Éprouvés par une saison d’incendies exceptionnelle, les sapeurs-pompiers alertent sur le manque d’effectifs, la fatigue des équipes et les limites d’un modèle de plus en plus sollicité. Plus de 116.000 hectares ont déjà brûlé en France depuis le début de l’année, notamment dans la région de la Gironde et plusieurs départements environnants.

ROMAIN PERROCHEAU / AFP
Ces images dévastatrices ont remis en lumière le quotidien des sapeurs-pompiers qui, depuis le début de l’été, ont perdu trois de leurs membres en intervention. Les syndicats de pompiers mettent en avant une situation d’urgence, évoquant non seulement un déficit d’effectifs mais également l’épuisement des équipes.
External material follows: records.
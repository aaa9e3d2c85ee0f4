//! Migrate command implementation
//!
//! Runs (or resumes) the checkpointed migration from the ledger source to
//! the document sink.

use crate::adapters::database::create_clients;
use crate::config::{load_config, LedgerliftConfig};
use crate::core::migrate::{MigrationCoordinator, MigrationSummary};
use crate::core::state::{Checkpoint, ProgressStore};
use clap::Args;
use std::path::Path;
use tokio::sync::watch;

/// Arguments for the migrate command
#[derive(Args, Debug, Default)]
pub struct MigrateArgs {
    /// Skip confirmation prompt
    #[arg(short, long)]
    pub yes: bool,

    /// Dry run mode - read and transform without writing documents or checkpoints
    #[arg(long)]
    pub dry_run: bool,

    /// Override rows per page
    #[arg(long)]
    pub page_size: Option<usize>,

    /// Override the pause before the first read, in seconds
    #[arg(long)]
    pub startup_delay_secs: Option<u64>,
}

impl MigrateArgs {
    /// Execute the migrate command
    pub async fn execute(
        &self,
        config_path: &str,
        shutdown_signal: watch::Receiver<bool>,
    ) -> anyhow::Result<i32> {
        tracing::info!("Starting migrate command");

        let mut config = match load_config(config_path) {
            Ok(c) => c,
            Err(e) => {
                tracing::error!(error = %e, "Failed to load configuration");
                eprintln!("❌ Failed to load configuration: {e}");
                return Ok(e.exit_code());
            }
        };

        self.apply_overrides(&mut config);

        if let Err(e) = config.validate() {
            tracing::error!(error = %e, "Configuration validation failed");
            eprintln!("Configuration validation failed: {e}");
            return Ok(2);
        }

        if config.application.dry_run {
            tracing::info!("Dry run mode enabled - no data will be written");
            println!("🔍 DRY RUN MODE - No documents or checkpoints will be written");
            println!();
        }

        if !self.yes && !config.application.dry_run && !confirm(&config).await? {
            println!("Migration cancelled.");
            return Ok(0);
        }

        let clients = match create_clients(&config).await {
            Ok(c) => c,
            Err(e) => {
                tracing::error!(error = %e, "Failed to initialize source and sink");
                eprintln!("❌ Failed to initialize migration: {e}");
                return Ok(e.exit_code());
            }
        };

        println!("🚀 Starting migration...");
        println!();

        let checkpoint_path = config.migration.checkpoint_path.clone();
        let coordinator = MigrationCoordinator::new(config, clients, shutdown_signal);
        let summary = match coordinator.execute().await {
            Ok(s) => s,
            Err(e) => {
                eprintln!("❌ Migration failed: {e}");
                let saved = ProgressStore::new(&checkpoint_path).load().await;
                for line in abort_report(&saved, &checkpoint_path) {
                    eprintln!("{line}");
                }
                return Ok(e.exit_code());
            }
        };

        print_summary(&summary);

        let exit_code = if summary.interrupted {
            println!("⚠️  Migration interrupted gracefully. Progress saved.");
            println!("   Run the same command to resume from the checkpoint.");
            println!();
            tracing::info!("Migration interrupted by user signal");
            130
        } else {
            println!("✅ Migration completed successfully!");
            0
        };

        Ok(exit_code)
    }

    /// Apply command-line overrides on top of the loaded configuration
    pub fn apply_overrides(&self, config: &mut LedgerliftConfig) {
        if self.dry_run {
            tracing::info!("Enabling dry-run mode from CLI");
            config.application.dry_run = true;
        }

        if let Some(page_size) = self.page_size {
            tracing::info!(page_size, "Overriding page size from CLI");
            config.migration.page_size = page_size;
        }

        if let Some(secs) = self.startup_delay_secs {
            tracing::info!(startup_delay_secs = secs, "Overriding startup delay from CLI");
            config.migration.startup_delay_secs = secs;
        }
    }
}

async fn confirm(config: &LedgerliftConfig) -> anyhow::Result<bool> {
    let checkpoint = ProgressStore::new(&config.migration.checkpoint_path)
        .load()
        .await;

    println!("Migration Configuration:");
    println!(
        "  Source: {} ({})",
        config.source.postgresql.connection_string_safe(),
        config.source.table
    );
    println!(
        "  Sink: {} ({})",
        config.sink.postgresql.connection_string_safe(),
        config.sink.collection
    );
    println!("  Page size: {}", config.migration.page_size);
    println!("  Lookback: {} days", config.source.lookback_days);
    println!("  Idempotent writes: {}", config.sink.idempotent_writes);
    println!(
        "  Resume from offset: {} ({} rows already migrated)",
        checkpoint.offset, checkpoint.total_migrated
    );
    println!();
    print!("Proceed with migration? [y/N]: ");

    use std::io::{self, Write};
    io::stdout().flush()?;

    let mut input = String::new();
    io::stdin().read_line(&mut input)?;

    Ok(input.trim().eq_ignore_ascii_case("y"))
}

/// Lines describing where a failed run left off
fn abort_report(saved: &Checkpoint, path: &Path) -> Vec<String> {
    if saved.is_initial() {
        return vec!["   No progress saved. The next run starts from the beginning.".to_string()];
    }
    vec![
        format!(
            "   Last saved checkpoint: offset {} ({} rows migrated)",
            saved.offset, saved.total_migrated
        ),
        format!("   Checkpoint file: {}", path.display()),
        "   Run the same command to resume from this offset.".to_string(),
    ]
}

fn print_summary(summary: &MigrationSummary) {
    println!();
    println!("📊 Migration Summary:");
    println!("  Batches This Run: {}", summary.batches);
    println!("  Rows This Run: {}", summary.rows_this_run);
    println!("  Total Migrated: {}", summary.total_migrated);
    println!("  Next Offset: {}", summary.final_checkpoint.offset);
    if summary.duplicates_skipped > 0 {
        println!("  Duplicates Skipped: {}", summary.duplicates_skipped);
    }
    println!("  Duration: {:.2}s", summary.duration.as_secs_f64());
    if summary.dry_run {
        println!("  Mode: dry run");
    }
    println!();
}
Bruno Ménard, porte-parole national du Syndicat des sapeurs-pompiers volontaires, a résumé : « On parle beaucoup de matériel mais les plus grosses difficultés sont sur les ressources humaines. Certains sont lessivés […] on arrive au bout d’un système qui va exploser ». La CGT a également averti que « la fatigue est un ennemi lors des feux de forêt » et peut entraîner « des pertes de lucidité ».
Ces revendications ne sont pas nouvelles. Depuis juin 2019, sept syndicats sur neuf avaient lancé un vaste mouvement de grève, mettant en avant le manque de personnel et le besoin urgent de renforcements pour faire face à des saisons d’incendies de plus en plus intenses.